Condition of the Deposit Insurance Fund 

As of December 31, 2023, the Deposit Insurance Fund (DIF) balance declined to $121.8 billion, down $6.4 billion (5.0 percent) from year-end 2022, primarily resulting from an increase in loss provisions associated with five bank failures during the year.4  Following the failure of two large banks in March of 2023, the banking industry experienced outflows of total deposits, but also experienced strong insured deposit growth. This growth in insured deposits, coupled with the decline in the DIF balance, resulted in a decline in the reserve ratio of 10 basis points from 1.25 percent as of December 31, 2022, to 1.15 percent as of December 31, 2023.5

Philadelphia-based Republic First Bank was closed on April 26, 2024, resulting in an estimated loss of $667 million.  This is the only bank to fail so far in 2024 and is not reflected in the DIF balance stated as of December 31, 2023.  A total of five banks failed in 2023, resulting in a combined estimated loss at December 31, 2023, of $40.4 billion.6  As of December 31, 2023, the FDIC estimated the cost for the failures of Silicon Valley Bank (SVB) and Signature Bank to total $23.6 billion.  Of that estimated total cost, the FDIC estimates that approximately $20.4 billion was attributable to the cost of covering uninsured depositors as a result of the systemic risk determination made on March 12, 2023, following the closures of SVB and Signature Bank.  By statute, that estimated $20.4 billion cost of covering uninsured depositors must be recovered through a special assessment, which was finalized in November 2023.7 Accordingly, the impact on the DIF from the five bank failures in 2023 is estimated as a loss of $20 billion as of December 31, 2023,8 which excludes the cost of protecting uninsured depositors as a result of the systemic risk determination.  It should be noted that as with all failed bank losses, loss estimates are periodically adjusted as the FDIC, as receiver of the failed banks, sells assets, satisfies liabilities, and incurs receivership expenses. The final cost will be determined when the FDIC terminates the receiverships. 
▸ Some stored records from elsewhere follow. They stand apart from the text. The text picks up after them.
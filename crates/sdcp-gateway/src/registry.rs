// ── Printer registry ──
//
// Ordered map of printer id to live `Printer`. Insertion order defines
// "first registered". All mutation goes through one lock; readers get
// cheap `Printer` clones.

use std::sync::{PoisonError, RwLock};

use indexmap::IndexMap;
use tokio::sync::watch;
use tracing::info;

use sdcp_core::Printer;

pub struct Registry {
    printers: RwLock<IndexMap<String, Printer>>,
    size: watch::Sender<usize>,
}

impl Default for Registry {
    fn default() -> Self {
        Self::new()
    }
}

impl Registry {
    pub fn new() -> Self {
        let (size, _) = watch::channel(0);
        Self {
            printers: RwLock::new(IndexMap::new()),
            size,
        }
    }

    /// Add a printer under its device id. The first registration of an id
    /// wins; a duplicate is handed back.
    pub fn insert(&self, printer: Printer) -> Result<(), Printer> {
        let id = printer.device().id.clone();
        let mut printers = self.printers.write().unwrap_or_else(PoisonError::into_inner);
        if printers.contains_key(&id) {
            return Err(printer);
        }
        info!(printer = %id, host = %printer.device().host, "printer registered");
        printers.insert(id, printer);
        self.size.send_replace(printers.len());
        Ok(())
    }

    /// Remove a printer. Order of the remaining entries is preserved.
    pub fn remove(&self, id: &str) -> Option<Printer> {
        let mut printers = self.printers.write().unwrap_or_else(PoisonError::into_inner);
        let removed = printers.shift_remove(id);
        if removed.is_some() {
            info!(printer = %id, "printer unregistered");
            self.size.send_replace(printers.len());
        }
        removed
    }

    pub fn get(&self, id: &str) -> Option<Printer> {
        self.read().get(id).cloned()
    }

    pub fn contains(&self, id: &str) -> bool {
        self.read().contains_key(id)
    }

    pub fn first(&self) -> Option<Printer> {
        self.read().first().map(|(_, printer)| printer.clone())
    }

    /// Registered ids in registration order.
    pub fn ids(&self) -> Vec<String> {
        self.read().keys().cloned().collect()
    }

    pub fn printers(&self) -> Vec<Printer> {
        self.read().values().cloned().collect()
    }

    pub fn len(&self) -> usize {
        self.read().len()
    }

    pub fn is_empty(&self) -> bool {
        self.read().is_empty()
    }

    /// Registry size, updated on every insert and removal.
    pub fn subscribe_size(&self) -> watch::Receiver<usize> {
        self.size.subscribe()
    }

    /// Remove every printer, returning them in registration order.
    pub fn drain(&self) -> Vec<Printer> {
        let mut printers = self.printers.write().unwrap_or_else(PoisonError::into_inner);
        let drained: Vec<Printer> = printers.drain(..).map(|(_, printer)| printer).collect();
        self.size.send_replace(0);
        drained
    }

    fn read(&self) -> std::sync::RwLockReadGuard<'_, IndexMap<String, Printer>> {
        self.printers.read().unwrap_or_else(PoisonError::into_inner)
    }
}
As required by the Federal Deposit Insurance Act (FDI Act),9 the FDIC has been operating under a restoration plan since September 15, 2020,10 which aims to restore the DIF to the statutory minimum reserve ratio of 1.35 percent within eight years.  Notwithstanding the growth in insured deposits and recent losses due to bank failures, including the April 2024 failure of Republic First Bank, the DIF remains on track to meet the statutory minimum reserve ratio of 1.35 percent by the eight-year deadline of September 30, 2028.11

Bank Receiverships 

Republic First Bank  

On April 26, 2024, Republic First Bank (doing business as Republic Bank), Philadelphia, Pennsylvania, was closed by the Pennsylvania Department of Banking and Securities, which appointed the FDIC as receiver.  As of January 31, 2024, Republic Bank had approximately $6 billion in total assets and $4 billion in total deposits.  To resolve the bank, the FDIC entered into a Purchase and Assumption Agreement with Fulton Bank, National Association of Lancaster, Pennsylvania, to assume substantially all of the deposits and purchase substantially all the assets of Republic Bank.  
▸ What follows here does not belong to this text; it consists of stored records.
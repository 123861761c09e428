//! MQTT side of the protocol: the raw packet codec, the embedded broker,
//! and the two MQTT-based printer clients.

pub mod broker;
pub mod cc2;
pub mod packet;
pub mod standard;

pub use broker::{BrokerConfig, BrokerHandle, BrokerManager, DEFAULT_BROKER_PORT};
pub use cc2::{Cc2Client, Cc2Config, Cc2State, Cc2Topics};
pub use standard::{SdcpMqttClient, SdcpMqttConfig, send_broker_handshake};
2023 Regional Bank Receiverships

Since last appearing before the Committee in November 2023, the FDIC, as Receiver, has continued to make progress in managing and selling the assets retained in receiverships of the three regional banks that failed in 2023.12  The following highlights some significant recent asset transactions. 

Silicon Valley Bank

On January 11, 2024, the FDIC, as Receiver, successfully completed a structured sale of a $36 billion purchase money note issued to the receivership by the acquiring institution, as well as a structured sale of approximately $12.4 billion of Ginnie Mae Project Loan Securities to the Federal Financing Bank (FFB), a government corporation under the general supervision and direction of the Secretary of the Treasury.  These transactions generated approximately $42 billion in net proceeds, which were paid to the DIF, the most senior claimant in the receivership.  In brief, the FDIC, as Receiver, retained approximately $90 billion of assets and, as of March 31, 2024, has disposed of approximately $85 billion of assets.

Signature Bank

In December 2023, the FDIC, as Receiver, completed the disposition of approximately $33 billion in commercial real estate (CRE) loans from Signature Bank.  This portfolio represents substantially all remaining loans retained in the Signature receivership, which totaled approximately $60 billion at the time Signature failed.  The majority of the $33 billion in the CRE loan portfolio is comprised of multifamily properties, primarily located in New York City.  A large portion (approximately $15 billion) of the CRE loans are secured by multifamily residences that are rent controlled or rent stabilized (RCRS). 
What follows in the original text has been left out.